Luego vinieron 'La mujer singular y la ciudad', en la que escribió una carta de amor a Nueva York y a la amistad, 'Mirarse de frente', donde sus primeros trabajos como camarera y profesora universitaria le sirven para hablar de las desigualdades de género y clase, y este último, 'Cuentas pendientes', en el que mezcla crítica literaria con biografía para hablar del paso del tiempo, la memoria y las metamorfosis identitarias.
Todo, con el feminismo como paleta de color. Su generación protagonizó la llamada segunda ola estadounidense, si bien pronto surgió con fuerza un contramovimiento conservador que la dejó algo noqueada. Ahora, con el nuevo despegue desde 2017 con el #metoo, su relevancia histórica se ve subrayada.
Sin aquellas pioneras no estaríamos donde estamos. Aunque Gornick sí ve diferencias entre ambas generaciones: "Las mujeres del movimiento #metoo están mucho más enfadadas que nosotras, tienen más rabia revolucionaria. Nosotras éramos visionarias, pero solo intentábamos escribir el manual de relaciones entre ellos y nosotras, y explicar por qué éramos ciudadanas de segunda y por qué eso no podía seguir así. Queríamos dejar claro que no éramos como nos describían. En los 70 y 80 hubo enfado y rabia, pero no como la de ahora, que se piden cabezas".

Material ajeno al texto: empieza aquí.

//! Synchronous processing strategy
//!
//! This module provides a synchronous, single-threaded implementation of the
//! ProcessingStrategy trait. It streams operations from `SyncReader` and
//! applies each one to the service in file order.
//!
//! # Memory Efficiency
//!
//! Operations are read and applied one at a time; memory grows with accounts
//! and ledger entries, not with the size of the script.

use crate::core::TransferService;
use crate::io::sync_reader::SyncReader;
use crate::strategy::{apply_logged, write_report, ProcessingStrategy, Report};
use crate::types::PaymentError;
use std::io::Write;
use std::path::Path;

/// Synchronous processing strategy
///
/// # Examples
///
/// ```no_run
/// use rust_transfer_engine::config::EngineConfig;
/// use rust_transfer_engine::core::TransferService;
/// use rust_transfer_engine::strategy::{ProcessingStrategy, Report, SyncProcessingStrategy};
/// use std::path::Path;
///
/// let service = TransferService::in_memory(EngineConfig::default());
/// let strategy = SyncProcessingStrategy::new(service, Report::Balances);
///
/// strategy
///     .process(Path::new("operations.csv"), &mut std::io::stdout())
///     .expect("Processing failed");
/// ```
#[derive(Debug, Clone)]
pub struct SyncProcessingStrategy {
    service: TransferService,
    report: Report,
}

impl SyncProcessingStrategy {
    pub fn new(service: TransferService, report: Report) -> Self {
        Self { service, report }
    }
}

impl ProcessingStrategy for SyncProcessingStrategy {
    /// Replay the script sequentially, then write the report
    ///
    /// Fatal errors (file not found, output errors) are returned immediately.
    /// Unparsable rows and rejected operations are logged and skipped.
    fn process(&self, input_path: &Path, output: &mut dyn Write) -> Result<(), PaymentError> {
        let reader = SyncReader::new(input_path)?;

        let mut applied = 0usize;
        let mut rejected = 0usize;
        for result in reader {
            match result {
                Ok(operation) => match apply_logged(&self.service, &operation) {
                    Ok(()) => applied += 1,
                    Err(_) => rejected += 1,
                },
                Err(error) => {
                    rejected += 1;
                    tracing::warn!(%error, "skipping operation");
                }
            }
        }

        tracing::info!(applied, rejected, "replay finished");
        write_report(&self.service, &self.report, output)
    }
}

Nada nuevo bajo el sol en su opinión. "Desde la revolución francesa, cada 50 años aproximadamente una nueva generación descubre lo que ya se había descubierto 50 años atrás, y vuelve a sentir que sus ansias de cambiar el mundo se ralentizan después por el freno conservador, aunque obviamente nunca se parte del mismo punto inicial. A la gente de mi edad nos ha costado entender que no va a cambiar nada del todo ya, ahora mismo, con la revolución. Sino que será poco a poco. Unos cuantos miles se dan cuenta cada cincuenta años. Y así avanzamos. De repente en un trabajo a nadie se le ocurre acosar a otra persona. Y así una y otra vez. El mundo irá cambiando a mejor, pero será poco a poco", predice. Y vuelve a acariciar a su gata.